There was a minor panic when I mislaid two of them in the lavatories at Cobham services. Running up and down the cubicles calling their names produced no response. I eventually tracked them down in Marks and Spencer’s.

  “Thought we’d just get a few bits while we were here, dear”

 By the time we reached our first scheduled stop, Gunwharf Quays,  the rain was pelting down and the wind had gone from ‘a bit chilly’ to ‘wish I’d worn my winter coat’. Still undeterred, my charges set off leaving me with a group of four, two in need of mobility scooters. Being an organised soul, I had checked this all out in advance: we’d walk just around the corner to the customer services where the scooters will be waiting.

Wrong again.

“Sorry, madam: they have to be collected from the car park office on the lower ground floor.”

 Now the whole point of ordering these was the people among us who couldn’t walk very far. Unsurprisingly,  that includes ‘just at the other end and down the escalator’

As nobody was available to bring them up and I couldn’t collect two, one of the ladies volunteered to come with me so we’d each bring back a scooter. On the way down, we realised neither of us had ever driven one before. But pensioners drive them and we both drive cars: how hard can it be?

Actually it’s harder than you think. They work a bit like dodgem cars, well, they did for us anyway and it’s quite hard to get them into a lift.

The return at the end of the day was equally problematic: I ended up on the wrong car park level and when I tried to get to the right one the lift chose that very moment to break down. A passing car park employee came to my rescue just as I had decided to abandon the wretched machine. Quite a novel experience, but I think I may hang on a few years before I buy one.

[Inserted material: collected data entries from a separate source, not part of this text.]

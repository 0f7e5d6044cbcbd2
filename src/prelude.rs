//! Makes available common structures needed to evaluate constitutive laws
//!
//! You may write `use qplaws::prelude::*` in your code and obtain
//! access to commonly used functionality.

pub use crate::base::{Config, QpError, QpField, QpFields, QSet, Q};
pub use crate::base::{ParamEos, ParamLaw, ParamMisesEos, ParamYield};
pub use crate::material::{Law, LawDispatcher, LawTrait, MisesEos, MisesEosState};
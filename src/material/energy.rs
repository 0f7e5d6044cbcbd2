use super::Eos;
use crate::base::{Config, QpError, Solve};

/// Holds the results of the energy-pressure iterations
#[derive(Clone, Copy, Debug, PartialEq)]
pub struct EnergyPressure {
    /// Converged specific internal energy
    pub energy: f64,

    /// Pressure p(η, e) at the converged energy
    pub pressure: f64,

    /// Number of fixed-point iterations
    pub iterations: usize,
}

/// Solves the energy balance coupled with the equation of state
///
/// Iterates
///
/// ```text
/// e ← ẽ - c p(η, e)
/// ```
///
/// until consecutive iterates differ by less than the tolerance, where
/// `e_tilde` is the energy predictor ẽ and `coef` is c = ½ (h/ρ_mid) tr(D).
///
/// * `e_start` -- first iterate, usually the committed energy
/// * `point` -- index of the quadrature point (for error reporting)
pub fn energy_pressure(
    eos: &Eos,
    eta: f64,
    e_start: f64,
    e_tilde: f64,
    coef: f64,
    config: &Config,
    point: usize,
) -> Result<EnergyPressure, QpError> {
    let mut e_old = e_start;
    let mut residual = 0.0;
    for it in 1..=config.n_max_it_energy {
        let e_new = e_tilde - coef * eos.pressure(eta, e_old);
        residual = f64::abs(e_new - e_old) / f64::max(1.0, f64::abs(e_new));
        if residual < config.tol_energy {
            return Ok(EnergyPressure {
                energy: e_new,
                pressure: eos.pressure(eta, e_new),
                iterations: it,
            });
        }
        e_old = e_new;
    }
    tracing::warn!(point, residual, "energy-pressure iterations did not converge");
    Err(QpError::ConvergenceFailure {
        solve: Solve::EnergyPressure,
        point,
        iterations: config.n_max_it_energy,
        residual,
    })
}

////////////////////////////////////////////////////////////////////////////////////////////////////////////////////////
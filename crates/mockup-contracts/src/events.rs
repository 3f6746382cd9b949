use std::fs::OpenOptions;
use std::io::Write;
use std::path::{Path, PathBuf};
use std::sync::{Arc, Mutex};

use chrono::{SecondsFormat, Utc};
use serde_json::{Map, Value};

pub type EventPayload = Map<String, Value>;

pub const RUN_STARTED: &str = "run_started";
pub const PROMPT_COMPILED: &str = "prompt_compiled";
pub const GENERATION_REQUESTED: &str = "generation_requested";
pub const ARTIFACT_CREATED: &str = "artifact_created";
pub const GENERATION_FAILED: &str = "generation_failed";
pub const RUN_FINISHED: &str = "run_finished";

/// Append-only writer for a run's `events.jsonl`.
///
/// Every line carries `type`, `run_id` and `ts`; the caller payload is merged
/// last and may override them. Clones share one file lock.
#[derive(Debug, Clone)]
pub struct EventWriter {
    inner: Arc<EventWriterInner>,
}

#[derive(Debug)]
struct EventWriterInner {
    path: PathBuf,
    run_id: String,
    lock: Mutex<()>,
}

impl EventWriter {
    pub fn new(path: impl Into<PathBuf>, run_id: impl Into<String>) -> Self {
        Self {
            inner: Arc::new(EventWriterInner {
                path: path.into(),
                run_id: run_id.into(),
                lock: Mutex::new(()),
            }),
        }
    }

    pub fn path(&self) -> &Path {
        &self.inner.path
    }

    pub fn run_id(&self) -> &str {
        &self.inner.run_id
    }

    pub fn emit(&self, event_type: &str, payload: EventPayload) -> anyhow::Result<Value> {
        let mut event = Map::new();
        event.insert("type".to_string(), Value::String(event_type.to_string()));
        event.insert(
            "run_id".to_string(),
            Value::String(self.inner.run_id.clone()),
        );
        event.insert("ts".to_string(), Value::String(now_utc_iso()));
        event.extend(payload);

        if let Some(parent) = self.inner.path.parent() {
            std::fs::create_dir_all(parent)?;
        }

        let line = serde_json::to_string(&event)?;
        let _guard = self
            .inner
            .lock
            .lock()
            .map_err(|_| anyhow::anyhow!("event writer lock poisoned"))?;
        let mut file = OpenOptions::new()
            .create(true)
            .append(true)
            .open(&self.inner.path)?;
        writeln!(file, "{line}")?;

        Ok(Value::Object(event))
    }

    /// Reads back the event types in file order.
    pub fn event_types(&self) -> anyhow::Result<Vec<String>> {
        let raw = match std::fs::read_to_string(&self.inner.path) {
            Ok(raw) => raw,
            Err(err) if err.kind() == std::io::ErrorKind::NotFound => return Ok(Vec::new()),
            Err(err) => return Err(err.into()),
        };
        Ok(raw
            .lines()
            .filter_map(|line| serde_json::from_str::<Value>(line).ok())
            .filter_map(|row| row.get("type").and_then(Value::as_str).map(str::to_string))
            .collect())
    }
}

pub(crate) fn now_utc_iso() -> String {
    Utc::now().to_rfc3339_opts(SecondsFormat::Micros, false)
}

 Leaving Portsmouth, we traveled along the coast to Hayling Island for a planned tea stop at a beachside inn. In my mind, I had envisaged thirty two pensioners sitting in the sunshine enjoying an ice cream and the view over the Solent to Portsmouth Harbour with the Isle of Wight in the distance.

 Back to earth, with a posse of pensioners in overcoats huddled inside the inn clutching hot drinks. No sign of the Isle of Wight. Even Portsmouth was only dimly visible through the rain.

Despite the weather, everyone seemed to have a good time. It would just have been so much better in sunshine. Now: where shall we go next?